TASK DESCRIPTION >> Given the records below, pull every line with the word "Instant" into the answer.

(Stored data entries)
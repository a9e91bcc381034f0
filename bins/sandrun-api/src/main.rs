mod handlers;
mod metrics;
mod routes;

use axum::Router;
use sandrun_common::guard::SubmissionGuard;
use sandrun_common::redis::RedisBackend;
use sandrun_common::store::{BlobStore, JobQueue, StatusStore};
use sandrun_common::Config;
use sandrun_engine::Orchestrator;
use std::sync::Arc;
use std::time::{Duration, Instant};
use tokio::net::TcpListener;
use tracing::{info, warn};
use tracing_subscriber::EnvFilter;

pub struct AppState {
    pub status: Arc<dyn StatusStore>,
    pub blobs: Arc<dyn BlobStore>,
    pub queue: Arc<dyn JobQueue>,
    pub guard: SubmissionGuard,
    /// Runs `/run` requests in-process
    pub orchestrator: Arc<Orchestrator>,
    pub sync_deadline: Duration,
    pub start_time: Instant,
}

impl AppState {
    pub fn new(
        config: &Config,
        status: Arc<dyn StatusStore>,
        blobs: Arc<dyn BlobStore>,
        queue: Arc<dyn JobQueue>,
        orchestrator: Arc<Orchestrator>,
    ) -> Self {
        Self {
            status,
            blobs,
            queue,
            guard: SubmissionGuard::new(config.max_code_chars, config.structure_check),
            orchestrator,
            sync_deadline: Duration::from_millis(config.sync_deadline_ms),
            start_time: Instant::now(),
        }
    }
}

fn init_tracing() {
    let filter = EnvFilter::try_from_default_env().unwrap_or_else(|_| EnvFilter::new("info"));
    let json = std::env::var("LOG_FORMAT")
        .map(|format| format.eq_ignore_ascii_case("json"))
        .unwrap_or(false);

    if json {
        tracing_subscriber::fmt().json().with_env_filter(filter).init();
    } else {
        tracing_subscriber::fmt()
            .with_env_filter(filter)
            .with_target(false)
            .init();
    }
}

#[tokio::main]
async fn main() -> anyhow::Result<()> {
    // Load environment variables from .env file
    dotenvy::dotenv().ok();
    init_tracing();

    info!("Sandrun API booting");

    metrics::init_metrics();
    info!("Metrics registry initialized");

    let config = Config::from_env();
    tokio::fs::create_dir_all(&config.scratch_dir).await?;

    let backend = Arc::new(RedisBackend::open(
        &config.redis_url,
        Duration::from_secs(config.status_ttl_secs),
        Duration::from_secs(config.blob_ttl_secs),
    )?);

    match backend.ping().await {
        Ok(()) => info!(redis_url = %config.redis_url, "Connected to Redis"),
        Err(e) => warn!(redis_url = %config.redis_url, error = %e, "Redis not reachable yet"),
    }

    let state = Arc::new(AppState::new(
        &config,
        backend.clone(),
        backend.clone(),
        backend,
        Arc::new(Orchestrator::from_config(&config)),
    ));

    let app = Router::new().merge(routes::routes()).with_state(state);

    let addr = format!("0.0.0.0:{}", config.port);
    let listener = TcpListener::bind(&addr).await?;

    info!("HTTP server listening on {}", addr);
    info!("Ready to accept jobs");

    axum::serve(listener, app).await?;
    Ok(())
}
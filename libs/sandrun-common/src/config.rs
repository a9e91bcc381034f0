use std::env;
use std::path::PathBuf;
use std::str::FromStr;

use crate::guard::MAX_CODE_CHARS;

/// Application configuration
/// Provides defaults with environment variable overrides
#[derive(Debug, Clone)]
pub struct Config {
    pub redis_url: String,
    /// Shared scratch directory for job artifacts
    pub scratch_dir: PathBuf,
    pub status_ttl_secs: u64,
    /// Safety expiry for source blobs a worker never got to delete
    pub blob_ttl_secs: u64,
    pub max_code_chars: usize,
    pub structure_check: bool,
    /// Descriptors pulled per worker iteration
    pub batch_size: usize,
    pub poll_timeout_secs: f64,
    /// Descriptors of one batch processed at the same time
    pub worker_concurrency: usize,
    /// Outer deadline of the synchronous run endpoint
    pub sync_deadline_ms: u64,
    /// Per-stream capture ceiling
    pub output_limit_bytes: usize,
    pub port: u16,
}

impl Config {
    /// Built-in defaults, no environment lookups
    pub fn defaults() -> Self {
        Self {
            redis_url: "redis://127.0.0.1:6379".to_string(),
            scratch_dir: env::temp_dir().join("sandrun"),
            status_ttl_secs: 3600,
            blob_ttl_secs: 86_400,
            max_code_chars: MAX_CODE_CHARS,
            structure_check: true,
            batch_size: 10,
            poll_timeout_secs: 5.0,
            worker_concurrency: 1,
            sync_deadline_ms: 60_000,
            output_limit_bytes: 1024 * 1024,
            port: 3000,
        }
    }

    pub fn from_env() -> Self {
        let defaults = Self::defaults();
        Self {
            redis_url: env::var("REDIS_URL").unwrap_or(defaults.redis_url),
            scratch_dir: env::var("SCRATCH_DIR")
                .map(PathBuf::from)
                .unwrap_or(defaults.scratch_dir),
            status_ttl_secs: parse_env("STATUS_TTL_SECS", defaults.status_ttl_secs),
            blob_ttl_secs: parse_env("BLOB_TTL_SECS", defaults.blob_ttl_secs),
            max_code_chars: parse_env("MAX_CODE_CHARS", defaults.max_code_chars),
            structure_check: parse_env("STRUCTURE_CHECK", defaults.structure_check),
            batch_size: parse_env("BATCH_SIZE", defaults.batch_size).max(1),
            poll_timeout_secs: parse_env("POLL_TIMEOUT_SECS", defaults.poll_timeout_secs),
            worker_concurrency: parse_env("WORKER_CONCURRENCY", defaults.worker_concurrency)
                .max(1),
            sync_deadline_ms: parse_env("SYNC_DEADLINE_MS", defaults.sync_deadline_ms),
            output_limit_bytes: parse_env("OUTPUT_LIMIT_BYTES", defaults.output_limit_bytes),
            port: parse_env("PORT", defaults.port),
        }
    }

    pub fn new() -> Self {
        Self::from_env()
    }
}

impl Default for Config {
    fn default() -> Self {
        Self::new()
    }
}

fn parse_env<T: FromStr>(key: &str, default: T) -> T {
    env::var(key)
        .ok()
        .and_then(|v| v.trim().parse().ok())
        .unwrap_or(default)
}
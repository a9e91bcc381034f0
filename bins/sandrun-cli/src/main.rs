mod commands;

use anyhow::Result;
use clap::{Parser, Subcommand};
use std::path::PathBuf;

#[derive(Parser)]
#[command(name = "sandrun-cli")]
#[command(about = "Sandrun CLI - Run, check and inspect sandboxed code executions", long_about = None)]
struct Cli {
    #[command(subcommand)]
    command: Commands,
}

#[derive(Subcommand)]
enum Commands {
    /// Execute a source file locally through the full pipeline
    Run {
        /// Language id (cpp, java, python, javascript)
        #[arg(short, long)]
        language: String,

        /// Source file to execute
        #[arg(short, long)]
        file: PathBuf,

        /// Cap on the execute phase in milliseconds
        #[arg(short, long)]
        timeout_ms: Option<u64>,

        /// Skip the structural plausibility check
        #[arg(long)]
        no_check: bool,

        /// Print the raw result as JSON
        #[arg(long)]
        json: bool,
    },

    /// Validate a source file the way the submission endpoint does
    Check {
        #[arg(short, long)]
        language: String,

        #[arg(short, long)]
        file: PathBuf,
    },

    /// List supported languages and their toolchain commands
    Languages,

    /// Show the stored status of a queued job
    Status {
        /// Job id returned by POST /execute
        #[arg(short, long)]
        job_id: String,
    },
}

#[tokio::main]
async fn main() -> Result<()> {
    dotenvy::dotenv().ok();
    let cli = Cli::parse();

    match cli.command {
        Commands::Run {
            language,
            file,
            timeout_ms,
            no_check,
            json,
        } => {
            commands::run_file(&language, &file, timeout_ms, !no_check, json).await?;
        }
        Commands::Check { language, file } => {
            commands::check_file(&language, &file)?;
        }
        Commands::Languages => {
            commands::list_languages();
        }
        Commands::Status { job_id } => {
            commands::show_status(&job_id).await?;
        }
    }

    Ok(())
}
//! Error taxonomy shared by the submission path, the engine and the worker.
//!
//! Validation errors never create a job. Execution errors are captured per job
//! and become a failed status. Infrastructure errors come from the blob store,
//! queue or status store; whether they are fatal depends on the call site.

use serde::{Deserialize, Serialize};
use std::fmt;
use thiserror::Error;

use crate::types::Language;

/// Sub-step of running one job
#[derive(Debug, Clone, Copy, PartialEq, Eq, Serialize, Deserialize)]
#[serde(rename_all = "lowercase")]
pub enum Phase {
    Compile,
    Execute,
}

impl fmt::Display for Phase {
    fn fmt(&self, f: &mut fmt::Formatter<'_>) -> fmt::Result {
        match self {
            Phase::Compile => f.write_str("Compilation"),
            Phase::Execute => f.write_str("Execution"),
        }
    }
}

/// Coarse classification surfaced to callers alongside the message
#[derive(Debug, Clone, Copy, PartialEq, Eq, Hash, Serialize, Deserialize)]
#[serde(rename_all = "lowercase")]
pub enum ErrorKind {
    Validation,
    Compile,
    Runtime,
    Timeout,
    Launch,
    Infrastructure,
}

impl ErrorKind {
    pub fn as_str(&self) -> &'static str {
        match self {
            ErrorKind::Validation => "validation",
            ErrorKind::Compile => "compile",
            ErrorKind::Runtime => "runtime",
            ErrorKind::Timeout => "timeout",
            ErrorKind::Launch => "launch",
            ErrorKind::Infrastructure => "infrastructure",
        }
    }
}

/// Rejections raised before a job exists
#[derive(Debug, Clone, PartialEq, Eq, Error)]
pub enum ValidationError {
    #[error("Code is required. Please provide code to execute.")]
    EmptyCode,
    #[error("Code exceeds the maximum size of {max} characters.")]
    CodeTooLarge { max: usize },
    #[error("Language {0} is not supported.")]
    UnsupportedLanguage(String),
    #[error("Code appears to have syntax issues. Please check your {0} syntax.")]
    StructureCheck(Language),
}

impl ValidationError {
    /// Short label used for metrics
    pub fn reason(&self) -> &'static str {
        match self {
            ValidationError::EmptyCode => "empty_code",
            ValidationError::CodeTooLarge { .. } => "code_too_large",
            ValidationError::UnsupportedLanguage(_) => "unsupported_language",
            ValidationError::StructureCheck(_) => "structure_check",
        }
    }
}

/// Per-job failures produced by the orchestrator
#[derive(Debug, Clone, PartialEq, Eq, Error)]
pub enum ExecutionError {
    #[error("Unsupported language: {0}")]
    UnsupportedLanguage(String),
    /// Compiler diagnostic text
    #[error("{0}")]
    Compile(String),
    /// Interpreter traceback or program stderr
    #[error("{0}")]
    Runtime(String),
    #[error("{phase} timed out after {timeout_ms}ms")]
    Timeout { phase: Phase, timeout_ms: u64 },
    /// The outer deadline of the whole-pipeline variant fired
    #[error("Code execution timed out after {timeout_ms}ms")]
    DeadlineExceeded { timeout_ms: u64 },
    #[error("Failed to launch {program}: {message}")]
    Launch { program: String, message: String },
    #[error("Failed to prepare execution: {0}")]
    Artifact(String),
}

impl ExecutionError {
    pub fn kind(&self) -> ErrorKind {
        match self {
            ExecutionError::UnsupportedLanguage(_) => ErrorKind::Validation,
            ExecutionError::Compile(_) => ErrorKind::Compile,
            ExecutionError::Runtime(_) => ErrorKind::Runtime,
            ExecutionError::Timeout { .. } | ExecutionError::DeadlineExceeded { .. } => {
                ErrorKind::Timeout
            }
            ExecutionError::Launch { .. } => ErrorKind::Launch,
            ExecutionError::Artifact(_) => ErrorKind::Infrastructure,
        }
    }
}

/// Blob store, queue or status store call failed
#[derive(Debug, Error)]
pub enum InfrastructureError {
    #[error("redis error: {0}")]
    Redis(#[from] redis::RedisError),
    #[error("serialization error: {0}")]
    Serialization(#[from] serde_json::Error),
    #[error("blob not found: {0}")]
    BlobNotFound(String),
    #[error("blob {0} is not valid UTF-8")]
    InvalidEncoding(String),
    #[error("{0}")]
    Unavailable(String),
}
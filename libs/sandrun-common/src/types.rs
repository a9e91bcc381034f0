use serde::{Deserialize, Serialize};
use std::fmt;
use std::str::FromStr;
use uuid::Uuid;

use crate::error::{ErrorKind, ExecutionError};

/// Output reported for a program that exited 0 without writing to stdout.
/// Distinguishes "ran, produced nothing" from "did not run".
pub const NO_OUTPUT_PLACEHOLDER: &str = "Program executed successfully (no output)";

/// Strongly-typed language enum
/// Closed set - every other identifier is rejected before any resource is allocated
#[derive(Debug, Clone, Copy, PartialEq, Eq, Hash, Serialize, Deserialize)]
#[serde(rename_all = "lowercase")]
pub enum Language {
    Cpp,
    Java,
    Python,
    JavaScript,
}

impl Language {
    /// Returns all language variants
    /// This is the single source of truth for available languages
    pub fn all_variants() -> &'static [Language] {
        &[
            Language::Cpp,
            Language::Java,
            Language::Python,
            Language::JavaScript,
        ]
    }

    pub fn as_str(&self) -> &'static str {
        match self {
            Language::Cpp => "cpp",
            Language::Java => "java",
            Language::Python => "python",
            Language::JavaScript => "javascript",
        }
    }
}

impl FromStr for Language {
    type Err = ExecutionError;

    /// Case-insensitive parse
    fn from_str(s: &str) -> Result<Self, Self::Err> {
        match s.to_lowercase().as_str() {
            "cpp" => Ok(Language::Cpp),
            "java" => Ok(Language::Java),
            "python" => Ok(Language::Python),
            "javascript" => Ok(Language::JavaScript),
            _ => Err(ExecutionError::UnsupportedLanguage(s.to_string())),
        }
    }
}

impl fmt::Display for Language {
    fn fmt(&self, f: &mut fmt::Formatter<'_>) -> fmt::Result {
        f.write_str(self.as_str())
    }
}

/// Job State Machine
/// queued -> active -> {completed | failed}, never out of a terminal state
#[derive(Debug, Clone, Copy, PartialEq, Eq, Serialize, Deserialize)]
#[serde(rename_all = "lowercase")]
pub enum JobStatus {
    Queued,
    Active,
    Completed,
    Failed,
}

impl JobStatus {
    pub fn is_terminal(&self) -> bool {
        matches!(self, JobStatus::Completed | JobStatus::Failed)
    }

    fn rank(&self) -> u8 {
        match self {
            JobStatus::Queued => 0,
            JobStatus::Active => 1,
            JobStatus::Completed | JobStatus::Failed => 2,
        }
    }

    /// Whether a record in `self` may be overwritten by one in `next`.
    ///
    /// Re-writing the same non-terminal state is allowed so a redelivered
    /// descriptor can mark its job active again.
    pub fn can_transition_to(&self, next: JobStatus) -> bool {
        !self.is_terminal() && next.rank() >= self.rank()
    }

    pub fn as_str(&self) -> &'static str {
        match self {
            JobStatus::Queued => "queued",
            JobStatus::Active => "active",
            JobStatus::Completed => "completed",
            JobStatus::Failed => "failed",
        }
    }
}

impl fmt::Display for JobStatus {
    fn fmt(&self, f: &mut fmt::Formatter<'_>) -> fmt::Result {
        f.write_str(self.as_str())
    }
}

impl FromStr for JobStatus {
    type Err = String;

    fn from_str(s: &str) -> Result<Self, Self::Err> {
        match s {
            "queued" => Ok(JobStatus::Queued),
            "active" => Ok(JobStatus::Active),
            "completed" => Ok(JobStatus::Completed),
            "failed" => Ok(JobStatus::Failed),
            other => Err(format!("unknown job status: {}", other)),
        }
    }
}

/// Queued payload handed from the submission path to workers
///
/// `language` stays a raw string: an unknown identifier is the orchestrator's
/// to reject, so the job can still be attributed and marked failed.
#[derive(Debug, Clone, PartialEq, Eq, Serialize, Deserialize)]
#[serde(rename_all = "camelCase")]
pub struct JobDescriptor {
    pub job_id: Uuid,
    pub language: String,
    pub code_key: String,
    pub timestamp: i64,
    #[serde(default, skip_serializing_if = "Option::is_none")]
    pub timeout: Option<u64>,
    #[serde(default, skip_serializing_if = "Option::is_none")]
    pub memory_limit: Option<String>,
}

/// Optional payload attached to a status record
#[derive(Debug, Clone, Default, PartialEq, Eq, Serialize, Deserialize)]
#[serde(rename_all = "camelCase")]
pub struct StatusData {
    #[serde(default, skip_serializing_if = "Option::is_none")]
    pub result: Option<String>,
    #[serde(default, skip_serializing_if = "Option::is_none")]
    pub error: Option<String>,
    #[serde(default, skip_serializing_if = "Option::is_none")]
    pub execution_time: Option<u64>,
    #[serde(default, skip_serializing_if = "Option::is_none")]
    pub language: Option<String>,
    #[serde(default, skip_serializing_if = "Option::is_none")]
    pub code_key: Option<String>,
}

/// Status-store value, expires a fixed window after its last write
#[derive(Debug, Clone, PartialEq, Eq, Serialize, Deserialize)]
pub struct StatusRecord {
    pub status: JobStatus,
    pub timestamp: i64,
    #[serde(default, skip_serializing_if = "Option::is_none")]
    pub data: Option<StatusData>,
}

impl StatusRecord {
    fn new(status: JobStatus, data: Option<StatusData>) -> Self {
        Self {
            status,
            timestamp: chrono::Utc::now().timestamp_millis(),
            data,
        }
    }

    pub fn queued(language: &str, code_key: &str) -> Self {
        Self::new(
            JobStatus::Queued,
            Some(StatusData {
                language: Some(language.to_string()),
                code_key: Some(code_key.to_string()),
                ..Default::default()
            }),
        )
    }

    pub fn active() -> Self {
        Self::new(JobStatus::Active, None)
    }

    pub fn completed(result: String, execution_time: u64, language: &str) -> Self {
        Self::new(
            JobStatus::Completed,
            Some(StatusData {
                result: Some(result),
                execution_time: Some(execution_time),
                language: Some(language.to_string()),
                ..Default::default()
            }),
        )
    }

    pub fn failed(error: String, execution_time: Option<u64>, language: &str) -> Self {
        Self::new(
            JobStatus::Failed,
            Some(StatusData {
                error: Some(error),
                execution_time,
                language: Some(language.to_string()),
                ..Default::default()
            }),
        )
    }

    /// Terminal record for an orchestrator result
    pub fn from_result(result: &ExecutionResult, language: &str) -> Self {
        if result.success {
            Self::completed(
                result.output.clone().unwrap_or_default(),
                result.duration_ms,
                language,
            )
        } else {
            Self::failed(
                result.error.clone().unwrap_or_default(),
                Some(result.duration_ms),
                language,
            )
        }
    }
}

/// Outcome of running one job through the orchestrator
/// Exactly one of `output` / `error` is populated
#[derive(Debug, Clone, PartialEq, Eq, Serialize, Deserialize)]
#[serde(rename_all = "camelCase")]
pub struct ExecutionResult {
    pub success: bool,
    pub output: Option<String>,
    pub error: Option<String>,
    pub duration_ms: u64,
    #[serde(default, skip_serializing_if = "Option::is_none")]
    pub error_kind: Option<ErrorKind>,
}

impl ExecutionResult {
    pub fn succeeded(output: String, duration_ms: u64) -> Self {
        Self {
            success: true,
            output: Some(output),
            error: None,
            duration_ms,
            error_kind: None,
        }
    }

    pub fn failed(error: &ExecutionError, duration_ms: u64) -> Self {
        Self {
            success: false,
            output: None,
            error: Some(error.to_string()),
            duration_ms,
            error_kind: Some(error.kind()),
        }
    }
}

EXERCISE RESPONSE >>
use std::time::{Duration, Instant};
    pub start_time: Instant,
            start_time: Instant::now(),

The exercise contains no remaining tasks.